The small-molecule compound BM-1197 inhibits the antiapoptotic regulators Bcl-2/Bcl-xL and triggers apoptotic cell death in human colorectal cancer cells.

Abstract

Small molecule BH3 mimetics comprise a promising new chemotherapeutic strategy for treating relapsed or chemoresistant cancer. In this study, we investigated the cellular mechanism of action by which BM-1197, a Bcl-xL/Bcl-2 dual inhibitor, triggers apoptosis in a panel of colorectal cancer (CRC) lines. Using 3-(4,5-dimethylthiazol-2-yl)-2,5-diphenyltetrazolium bromide (MTT) assays, we determined that BM-1197 inhibited CRC cell growth in a concentration- and time-dependent manner.

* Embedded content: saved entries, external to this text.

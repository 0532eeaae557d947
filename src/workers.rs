use std::future::Future;
use std::sync::{Mutex, MutexGuard, PoisonError};
use log::debug;
use tokio::task::JoinHandle;
use tokio_util::sync::CancellationToken;
use tokio_util::task::TaskTracker;

/// Spawns background workers whose lifetimes are tracked and which can all be cancelled at once.
#[derive(Clone, Debug, Default)]
pub struct Workers {
    tracker: TaskTracker,
    cancel: CancellationToken,
}

impl Workers {
    pub fn new() -> Self {
        Workers::default()
    }

    /// A token that is cancelled on [`Workers::shutdown`], or earlier by its owner.
    pub fn child_token(&self) -> CancellationToken {
        self.cancel.child_token()
    }

    pub fn spawn<F>(&self, name: &'static str, future: F) -> JoinHandle<()>
    where
        F: Future<Output = ()> + Send + 'static,
    {
        let cancel = self.cancel.clone();

        self.tracker.spawn(async move {
            tokio::select! {
                _ = cancel.cancelled() => {
                    debug!("Worker {} cancelled", name);
                },
                _ = future => {
                    debug!("Worker {} finished", name);
                },
            }
        })
    }

    /// Number of workers still running.
    pub fn active(&self) -> usize {
        self.tracker.len()
    }

    pub fn is_shut_down(&self) -> bool {
        self.cancel.is_cancelled()
    }

    pub async fn shutdown(&self) {
        self.tracker.close();
        self.cancel.cancel();
        self.tracker.wait().await;
    }
}

/// Locks a std mutex, recovering the data if a previous holder panicked.
pub(crate) fn lock<T>(mutex: &Mutex<T>) -> MutexGuard<'_, T> {
    mutex.lock().unwrap_or_else(PoisonError::into_inner)
}
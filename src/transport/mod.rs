//! Radio seams.
//!
//! The link manager and both sessions are generic over these traits so that the btleplug radio
//! and the RFCOMM serial connector can be swapped for scripted fakes in tests.

use std::future::Future;
use btleplug::api::{Characteristic, Descriptor, Service, ValueNotification};
use futures::stream::BoxStream;
use tokio::io::{AsyncRead, AsyncWrite};
use uuid::Uuid;

use crate::device::types::{DiscoveredDevice, TransportKind};
use crate::error::LinkError;

pub mod ble;
pub mod btle;
pub mod classic;
pub mod port;

#[cfg(test)]
pub(crate) mod fake;

/// Device discovery and GATT peripheral lookup.
pub trait Radio: Send + Sync + 'static {
    type Peripheral: GattPeripheral;

    fn is_supported(&self, kind: TransportKind) -> impl Future<Output = bool> + Send;

    /// Starts a radio scan. The stream yields every sighting, duplicates included.
    fn start_scan(&self, kind: TransportKind) -> impl Future<Output = Result<BoxStream<'static, DiscoveredDevice>, LinkError>> + Send;

    fn stop_scan(&self, kind: TransportKind) -> impl Future<Output = Result<(), LinkError>> + Send;

    fn peripheral(&self, address: &str) -> impl Future<Output = Result<Self::Peripheral, LinkError>> + Send;
}

/// The GATT client operations the BLE session needs.
pub trait GattPeripheral: Clone + Send + Sync + 'static {
    fn connect(&self) -> impl Future<Output = Result<(), LinkError>> + Send;

    fn discover_services(&self) -> impl Future<Output = Result<Vec<Service>, LinkError>> + Send;

    /// Routes notifications of this characteristic to [`GattPeripheral::notifications`].
    fn set_notify(&self, characteristic: &Characteristic) -> impl Future<Output = Result<(), LinkError>> + Send;

    fn write_descriptor(&self, descriptor: &Descriptor, value: &[u8]) -> impl Future<Output = Result<(), LinkError>> + Send;

    fn write(&self, characteristic: &Characteristic, value: &[u8]) -> impl Future<Output = Result<(), LinkError>> + Send;

    fn notifications(&self) -> impl Future<Output = Result<BoxStream<'static, ValueNotification>, LinkError>> + Send;

    fn disconnect(&self) -> impl Future<Output = Result<(), LinkError>> + Send;
}

/// Opens the RFCOMM serial channel of a Classic device.
pub trait ClassicConnector: Send + Sync + 'static {
    type Stream: AsyncRead + AsyncWrite + Send + 'static;

    fn connect(&self, address: &str, service: Uuid) -> impl Future<Output = Result<Self::Stream, LinkError>> + Send;
}
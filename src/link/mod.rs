pub mod manager;
pub mod permission;
pub mod state;
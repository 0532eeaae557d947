use std::sync::Arc;
use log::debug;

use crate::error::GestureError;
use crate::gesture::assets::GestureAssets;
use crate::gesture::stabilizer::{ConfirmedDetection, GestureStabilizer};

pub const MAX_HANDS: usize = 2;
pub const HAND_LANDMARKS: usize = 21;
/** x, y and z of every landmark of two hands */
pub const FEATURES: usize = MAX_HANDS * HAND_LANDMARKS * 3;

#[derive(Debug, Clone, Copy, PartialEq, Default)]
pub struct Landmark {
    pub x: f32,
    pub y: f32,
    pub z: f32,
}

/// Flattens up to two hands into [`FEATURES`] values, zero padded.
pub fn flatten_hands(hands: &[Vec<Landmark>]) -> Vec<f32> {
    let mut features = Vec::with_capacity(FEATURES);

    for hand in hands.iter().take(MAX_HANDS) {
        for landmark in hand.iter().take(HAND_LANDMARKS) {
            features.extend([landmark.x, landmark.y, landmark.z]);
        }
    }

    features.resize(FEATURES, 0.0);
    features
}

/// The on-device model: one score per class label.
pub trait Classifier {
    fn infer(&mut self, features: &[f32]) -> Result<Vec<f32>, GestureError>;
}

#[derive(Debug, Clone, PartialEq)]
pub struct Prediction {
    pub label: String,
    pub confidence: f32,
}

/// Index and value of the highest score, NaN scores skipped.
fn arg_max(scores: &[f32]) -> Option<(usize, f32)> {
    scores
        .iter()
        .copied()
        .enumerate()
        .filter(|(_, score)| !score.is_nan())
        .fold(None, |best, (index, score)| match best {
            Some((_, best_score)) if best_score >= score => best,
            _ => Some((index, score)),
        })
}

/// Camera frames to confirmed signs: flatten, normalize, classify, stabilize.
pub struct SignRecognizer<C: Classifier> {
    assets: Arc<GestureAssets>,
    classifier: C,
    stabilizer: GestureStabilizer,
}

impl<C: Classifier> SignRecognizer<C> {
    pub fn new(assets: Arc<GestureAssets>, classifier: C) -> Self {
        SignRecognizer {
            assets,
            classifier,
            stabilizer: GestureStabilizer::new(),
        }
    }

    /// The raw per-frame classification. Frames without hands are not classified.
    pub fn predict(&mut self, hands: &[Vec<Landmark>]) -> Result<Option<Prediction>, GestureError> {
        if hands.is_empty() {
            return Ok(None);
        }

        let features = self.assets.scaler.normalize(&flatten_hands(hands))?;
        let scores = self.classifier.infer(&features)?;

        Ok(arg_max(&scores).map(|(index, confidence)| Prediction {
            label: self.assets.labels.label(index).to_string(),
            confidence,
        }))
    }

    /// Classifies one frame and feeds the stabilizer.
    pub fn process(&mut self, hands: &[Vec<Landmark>]) -> Result<Option<ConfirmedDetection>, GestureError> {
        let Some(prediction) = self.predict(hands)? else {
            return Ok(None);
        };
        debug!("Frame classified as {} ({:.2})", prediction.label, prediction.confidence);

        Ok(self.stabilizer.observe(&prediction.label, prediction.confidence))
    }

    pub fn confirmed(&self) -> Option<&ConfirmedDetection> {
        self.stabilizer.confirmed()
    }

    /// Forgets all history, e.g. when the camera is switched off.
    pub fn reset(&mut self) {
        self.stabilizer.reset();
    }
}
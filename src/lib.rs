use std::env;
use std::sync::Arc;
use log::{info, warn, LevelFilter};

use crate::cli::Cli;
use crate::config::io::{ConfigIO, FileSettings};
use crate::config::store::SettingsStore;
use crate::error::AppRunError;
use crate::link::manager::LinkManager;
use crate::link::permission::GrantedPermissions;
use crate::speech::{Announcer, Speaker, Translator};
use crate::transport::btle::BtleRadio;
use crate::transport::port::PortConnector;

pub mod cli;
pub mod config;
pub mod device;
pub mod error;
pub mod gesture;
pub mod link;
pub mod speech;
pub mod transport;
pub mod workers;

/** Overrides the default `info` log level, e.g. `GLOVE_LINK_LOG=debug` */
pub const LOG_LEVEL_VAR: &str = "GLOVE_LINK_LOG";

fn log_level() -> LevelFilter {
    env::var(LOG_LEVEL_VAR)
        .ok()
        .and_then(|level| level.parse().ok())
        .unwrap_or(LevelFilter::Info)
}

pub fn init_logging() {
    let mut dispatch = fern::Dispatch::new()
        .format(|out, message, record| {
            out.finish(format_args!(
                "[{} {} {}] {}",
                humantime::format_rfc3339(std::time::SystemTime::now()),
                record.level(),
                record.target(),
                message
            ))
        })
        .level(log_level())
        // btleplug is chatty at debug
        .level_for("btleplug", LevelFilter::Warn)
        .chain(std::io::stderr());

    let mut log_file_error = None;
    if let Ok(log_file) = env::var("LOG_FILE") {
        match fern::log_file(&log_file) {
            Ok(file) => dispatch = dispatch.chain(file),
            Err(err) => log_file_error = Some((log_file, err)),
        }
    }

    if let Err(err) = dispatch.apply() {
        eprintln!("Failed to initialize logger: {}", err);
        return;
    }

    if let Some((log_file, err)) = log_file_error {
        warn!("Failed to open LOG_FILE {}: {}", log_file, err);
    }
}

pub fn run(cli: Cli, translator: Arc<dyn Translator>, speaker: Arc<dyn Speaker>) -> Result<(), AppRunError> {
    let config_io = ConfigIO::new_sync()?;
    let mut config_locker = config_io.locker()?;
    let _lock_guard = config_locker.lock()?;

    let runtime = tokio::runtime::Builder::new_multi_thread()
        .enable_all()
        .build()
        .map_err(|source| AppRunError::Runtime { source })?;

    runtime.block_on(run_async(cli, config_io, translator, speaker))
}

async fn run_async(cli: Cli, config_io: ConfigIO, translator: Arc<dyn Translator>, speaker: Arc<dyn Speaker>) -> Result<(), AppRunError> {
    let settings: Arc<dyn SettingsStore> = Arc::new(FileSettings::load(config_io).await?);
    let radio = BtleRadio::new().await?;
    let connector = PortConnector::new(settings.clone());

    let mut manager = LinkManager::new(radio, connector, settings.clone(), Arc::new(GrantedPermissions));
    if let Some(timeout) = cli.scan_timeout() {
        manager = manager.with_scan_timeout(timeout);
    }

    let announcer = if cli.mute {
        None
    } else {
        Some(Announcer::new(translator, speaker, settings.clone()))
    };

    let result = cli::execute(&cli, &manager, settings.as_ref(), announcer.as_ref()).await;
    manager.shutdown().await;
    info!("Stopped");
    result
}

The 50 % inhibitory concentration (IC50) values for the most sensitive cell lines, SW620 and SW480, ranged from 0.07 to 1.10 μM in response to a 72-h treatment. In CRC cells, BM-1197 induced apoptotic death without affecting the expression of Bcl-2 family proteins. However, BM-1197 effectively triggered a conformational change in Bax, releasing Bim from Bcl-xL by disrupting the interaction between Bcl-xL and Bak/Bax. Compared with the control group, BM-1197 treatment significantly increased the fraction of SW480 cells in the sub-G1 phase, the apoptosis rate, and cellular internucleosomal DNA fragmentation. The proapoptotic activity was associated with cytochrome c release, caspase-3 activation, and PARP-1 cleavage. Collectively, BM-1197 effectively suppressed the growth of the human CRC cell line SW480 by inducing mitochondria-dependent apoptotic cell death. These data have specific implications for the in vivo analysis and clinical evaluation of BM-1197 in CRC.